**YOUR INSTRUCTIONS**
Gather each line of the records where "LoggingConfig" appears.

**PROVIDED INFORMATION**
=-=-=-=-=

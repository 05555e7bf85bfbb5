//! Application settings and configuration management

use crate::error::{AppError, Result};
use config::{Config, Environment, File};
use serde::{Deserialize, Serialize};
use std::path::Path;
use std::time::Duration;

/// Root configuration structure
#[derive(Debug, Clone, Default, Deserialize, Serialize)]
pub struct Settings {
    #[serde(default)]
    pub server: ServerConfig,
    #[serde(default)]
    pub registry: RegistryConfig,
    #[serde(default)]
    pub probe: ProbeConfig,
    #[serde(default)]
    pub forward: ForwardConfig,
    #[serde(default)]
    pub exposure: ExposureConfig,
    #[serde(default)]
    pub logging: LoggingConfig,
}

/// Server configuration
#[derive(Debug, Clone, Deserialize, Serialize)]
pub struct ServerConfig {
    #[serde(default = "default_host")]
    pub host: String,
    #[serde(default = "default_port")]
    pub port: u16,
}

fn default_host() -> String {
    "0.0.0.0".to_string()
}

fn default_port() -> u16 {
    3000
}

impl Default for ServerConfig {
    fn default() -> Self {
        Self {
            host: default_host(),
            port: default_port(),
        }
    }
}

/// Service registry configuration
#[derive(Debug, Clone, Deserialize, Serialize)]
pub struct RegistryConfig {
    /// Maximum age of an entry since its last register/heartbeat
    #[serde(default = "default_ttl")]
    pub ttl_secs: u64,
    /// Interval of the background expiry sweep
    #[serde(default = "default_sweep_interval")]
    pub sweep_interval_secs: u64,
}

fn default_ttl() -> u64 {
    300
}

fn default_sweep_interval() -> u64 {
    60
}

impl RegistryConfig {
    pub fn ttl(&self) -> Duration {
        Duration::from_secs(self.ttl_secs)
    }

    pub fn sweep_interval(&self) -> Duration {
        Duration::from_secs(self.sweep_interval_secs)
    }
}

impl Default for RegistryConfig {
    fn default() -> Self {
        Self {
            ttl_secs: default_ttl(),
            sweep_interval_secs: default_sweep_interval(),
        }
    }
}

/// Liveness probe configuration
#[derive(Debug, Clone, Deserialize, Serialize)]
pub struct ProbeConfig {
    #[serde(default = "default_probe_path")]
    pub path: String,
    #[serde(default = "default_probe_timeout")]
    pub timeout_ms: u64,
    /// Skip certificate validation on probe calls (self-signed backends)
    #[serde(default)]
    pub accept_invalid_certs: bool,
}

fn default_probe_path() -> String {
    "/health".to_string()
}

fn default_probe_timeout() -> u64 {
    3000
}

impl ProbeConfig {
    pub fn timeout(&self) -> Duration {
        Duration::from_millis(self.timeout_ms)
    }
}

impl Default for ProbeConfig {
    fn default() -> Self {
        Self {
            path: default_probe_path(),
            timeout_ms: default_probe_timeout(),
            accept_invalid_certs: false,
        }
    }
}

/// Forwarding configuration
#[derive(Debug, Clone, Deserialize, Serialize)]
pub struct ForwardConfig {
    #[serde(default = "default_forward_timeout")]
    pub timeout_ms: u64,
    #[serde(default = "default_max_body_bytes")]
    pub max_body_bytes: usize,
}

fn default_forward_timeout() -> u64 {
    30000
}

fn default_max_body_bytes() -> usize {
    10 * 1024 * 1024
}

impl ForwardConfig {
    pub fn timeout(&self) -> Duration {
        Duration::from_millis(self.timeout_ms)
    }
}

impl Default for ForwardConfig {
    fn default() -> Self {
        Self {
            timeout_ms: default_forward_timeout(),
            max_body_bytes: default_max_body_bytes(),
        }
    }
}

/// Public exposure (tunnel) configuration
#[derive(Debug, Clone, Deserialize, Serialize)]
pub struct ExposureConfig {
    /// "local" or "ngrok"
    #[serde(default = "default_provider")]
    pub provider: String,
    #[serde(default)]
    pub auth_token: Option<String>,
    /// Custom public hostname
    #[serde(default)]
    pub hostname: Option<String>,
    #[serde(default = "default_binary")]
    pub binary: String,
    #[serde(default = "default_startup_timeout")]
    pub startup_timeout_secs: u64,
}

fn default_provider() -> String {
    "local".to_string()
}

fn default_binary() -> String {
    "ngrok".to_string()
}

fn default_startup_timeout() -> u64 {
    30
}

impl ExposureConfig {
    pub fn startup_timeout(&self) -> Duration {
        Duration::from_secs(self.startup_timeout_secs)
    }
}

impl Default for ExposureConfig {
    fn default() -> Self {
        Self {
            provider: default_provider(),
            auth_token: None,
            hostname: None,
            binary: default_binary(),
            startup_timeout_secs: default_startup_timeout(),
        }
    }
}

/// Logging configuration
#[derive(Debug, Clone, Deserialize, Serialize)]
pub struct LoggingConfig {
    #[serde(default = "default_log_level")]
    pub level: String,
    #[serde(default = "default_log_format")]
    pub format: String,
}

fn default_log_level() -> String {
    "info".to_string()
}

fn default_log_format() -> String {
    "json".to_string()
}

impl Default for LoggingConfig {
    fn default() -> Self {
        Self {
            level: default_log_level(),
            format: default_log_format(),
        }
    }
}

impl Settings {
    /// Load settings from configuration files and environment variables
    pub fn load() -> Result<Self> {
        Self::load_from_path("config/default.toml")
    }

    /// Load settings from a specific configuration file path
    pub fn load_from_path<P: AsRef<Path>>(path: P) -> Result<Self> {
        let path = path.as_ref().to_str().ok_or_else(|| {
            AppError::Config(config::ConfigError::Message(
                "Configuration path is not valid UTF-8".to_string(),
            ))
        })?;

        let config = Config::builder()
            .set_default("server.host", default_host())?
            .set_default("server.port", i64::from(default_port()))?
            .set_default("registry.ttl_secs", default_ttl() as i64)?
            .set_default("exposure.provider", default_provider())?
            .add_source(File::with_name(path).required(false))
            // Override with environment variables (GATEWAY__SERVER__PORT, ...)
            .add_source(
                Environment::with_prefix("GATEWAY")
                    .separator("__")
                    .try_parsing(true),
            )
            .build()?;

        let settings: Settings = config.try_deserialize()?;
        Ok(settings)
    }

    /// Validate the configuration
    pub fn validate(&self) -> Result<()> {
        if self.server.port == 0 {
            return Err(invalid("Server port cannot be 0"));
        }

        if self.registry.ttl_secs == 0 {
            return Err(invalid("Registry TTL must be greater than 0"));
        }

        if self.registry.sweep_interval_secs == 0 {
            return Err(invalid("Registry sweep interval must be greater than 0"));
        }

        if self.probe.timeout_ms == 0 {
            return Err(invalid("Probe timeout must be greater than 0"));
        }

        if self.forward.timeout_ms == 0 {
            return Err(invalid("Forward timeout must be greater than 0"));
        }

        if !["local", "ngrok"].contains(&self.exposure.provider.as_str()) {
            return Err(invalid(&format!(
                "Invalid exposure provider '{}'. Must be 'local' or 'ngrok'",
                self.exposure.provider
            )));
        }

        if !["json", "pretty"].contains(&self.logging.format.as_str()) {
            return Err(invalid(&format!(
                "Invalid log format '{}'. Must be 'json' or 'pretty'",
                self.logging.format
            )));
        }

        Ok(())
    }
}

fn invalid(message: &str) -> AppError {
    AppError::Config(config::ConfigError::Message(message.to_string()))
}
//! Service registry with heartbeat-driven TTL expiry

use chrono::{DateTime, Utc};
use dashmap::DashMap;
use serde::Serialize;
use std::sync::Arc;
use std::time::Duration;
use tokio::task::JoinHandle;
use tokio::time::Instant;
use tracing::{debug, info};

use crate::error::{AppError, Result};

/// A registered backend service
#[derive(Debug, Clone)]
pub struct RegistryEntry {
    pub service_url: String,
    /// Monotonic refresh time, used for expiry
    pub last_refreshed_at: Instant,
    pub registered_at: DateTime<Utc>,
    pub last_heartbeat: DateTime<Utc>,
}

impl RegistryEntry {
    fn new(service_url: String) -> Self {
        let now = Utc::now();
        Self {
            service_url,
            last_refreshed_at: Instant::now(),
            registered_at: now,
            last_heartbeat: now,
        }
    }

    fn is_expired(&self, ttl: Duration, now: Instant) -> bool {
        now.saturating_duration_since(self.last_refreshed_at) > ttl
    }
}

/// Point-in-time view of an active entry, as reported by `/health`
#[derive(Debug, Clone, Serialize)]
#[serde(rename_all = "camelCase")]
pub struct ServiceSnapshot {
    pub service: String,
    pub url: String,
    pub status: &'static str,
    pub registered_at: DateTime<Utc>,
    pub last_heartbeat: DateTime<Utc>,
}

/// Concurrent map from service name to backend URL.
///
/// Entries expire `ttl` after their last register/heartbeat. Expiry is computed
/// on read; `sweep_expired` (or the task from `spawn_sweeper`) reclaims entries
/// nobody looks up anymore.
pub struct ServiceRegistry {
    services: DashMap<String, RegistryEntry>,
    ttl: Duration,
}

impl ServiceRegistry {
    /// Create a new registry with the given entry TTL
    pub fn new(ttl: Duration) -> Self {
        Self {
            services: DashMap::new(),
            ttl,
        }
    }

    pub fn ttl(&self) -> Duration {
        self.ttl
    }

    /// Register a service, overwriting any previous URL for the same name
    pub fn register(&self, name: &str, url: &str) -> Result<()> {
        let (name, url) = validate(name, url)?;

        let previous = self
            .services
            .insert(name.to_string(), RegistryEntry::new(url.to_string()));

        match previous {
            Some(prev) if prev.service_url != url => info!(
                service = %name,
                old_url = %prev.service_url,
                new_url = %url,
                "Service re-registered with a new URL"
            ),
            Some(_) => debug!(service = %name, url = %url, "Service re-registered"),
            None => info!(service = %name, url = %url, "Service registered"),
        }

        Ok(())
    }

    /// Refresh a service's expiry. Unknown names are registered.
    pub fn heartbeat(&self, name: &str, url: &str) -> Result<()> {
        let (name, url) = validate(name, url)?;

        match self.services.get_mut(name) {
            Some(mut entry) if entry.service_url == url => {
                entry.last_refreshed_at = Instant::now();
                entry.last_heartbeat = Utc::now();
                debug!(service = %name, "Heartbeat received");
            }
            Some(mut entry) => {
                info!(
                    service = %name,
                    old_url = %entry.service_url,
                    new_url = %url,
                    "Heartbeat moved service to a new URL"
                );
                *entry = RegistryEntry::new(url.to_string());
            }
            None => {
                self.services
                    .insert(name.to_string(), RegistryEntry::new(url.to_string()));
                info!(service = %name, url = %url, "Heartbeat registered unknown service");
            }
        }

        Ok(())
    }

    /// Resolve a service name to its URL, evicting the entry if it has expired
    pub fn resolve(&self, name: &str) -> Result<String> {
        let now = Instant::now();

        let expired = match self.services.get(name) {
            Some(entry) if !entry.is_expired(self.ttl, now) => {
                return Ok(entry.service_url.clone());
            }
            Some(_) => true,
            None => false,
        };

        // The read guard is released above; a heartbeat may have landed since,
        // so only remove if the entry is still expired.
        if expired
            && self
                .services
                .remove_if(name, |_, entry| entry.is_expired(self.ttl, Instant::now()))
                .is_some()
        {
            info!(service = %name, "Evicted expired service on lookup");
        }

        Err(AppError::ServiceNotRegistered(name.to_string()))
    }

    /// Remove a service regardless of its TTL
    pub fn deregister(&self, name: &str) -> bool {
        let removed = self.services.remove(name).is_some();
        if removed {
            info!(service = %name, "Service deregistered");
        }
        removed
    }

    /// Remove a service only while it still points at `url`.
    ///
    /// Used after a failed probe, so a re-registration that raced the probe
    /// under a new URL survives.
    pub fn deregister_url(&self, name: &str, url: &str) -> bool {
        let removed = self
            .services
            .remove_if(name, |_, entry| entry.service_url == url)
            .is_some();
        if removed {
            info!(service = %name, url = %url, "Service deregistered");
        }
        removed
    }

    /// Snapshot of all unexpired services, sorted by name
    pub fn list_active(&self) -> Vec<ServiceSnapshot> {
        let now = Instant::now();
        let mut active: Vec<ServiceSnapshot> = self
            .services
            .iter()
            .filter(|entry| !entry.is_expired(self.ttl, now))
            .map(|entry| ServiceSnapshot {
                service: entry.key().clone(),
                url: entry.service_url.clone(),
                status: "active",
                registered_at: entry.registered_at,
                last_heartbeat: entry.last_heartbeat,
            })
            .collect();

        active.sort_by(|a, b| a.service.cmp(&b.service));
        active
    }

    /// Remove every expired entry, returning how many were removed
    pub fn sweep_expired(&self) -> usize {
        let now = Instant::now();
        let before = self.services.len();
        self.services
            .retain(|_, entry| !entry.is_expired(self.ttl, now));
        before.saturating_sub(self.services.len())
    }

    /// Number of entries currently held, expired or not
    pub fn len(&self) -> usize {
        self.services.len()
    }

    pub fn is_empty(&self) -> bool {
        self.services.is_empty()
    }

    /// Start a background task that sweeps expired entries every `interval`
    pub fn spawn_sweeper(self: &Arc<Self>, interval: Duration) -> JoinHandle<()> {
        let registry = Arc::clone(self);

        info!(
            interval_secs = interval.as_secs(),
            ttl_secs = registry.ttl().as_secs(),
            "Started registry sweep task"
        );

        tokio::spawn(async move {
            let mut ticker = tokio::time::interval(interval);
            // The first tick completes immediately
            ticker.tick().await;

            loop {
                ticker.tick().await;
                let removed = registry.sweep_expired();
                if removed > 0 {
                    info!(removed = removed, remaining = registry.len(), "Swept expired services");
                } else {
                    debug!(remaining = registry.len(), "Registry sweep completed");
                }
            }
        })
    }
}

fn validate<'a>(name: &'a str, url: &'a str) -> Result<(&'a str, &'a str)> {
    let name = name.trim();
    let url = url.trim();

    if name.is_empty() {
        return Err(AppError::MissingField("serviceName"));
    }
    if url.is_empty() {
        return Err(AppError::MissingField("serviceUrl"));
    }

    Ok((name, url))
}
//! Configuration module

pub mod settings;

pub use settings::*;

=-=-=-=-=

**REPLY**
    pub logging: LoggingConfig,
pub struct LoggingConfig {
impl Default for LoggingConfig {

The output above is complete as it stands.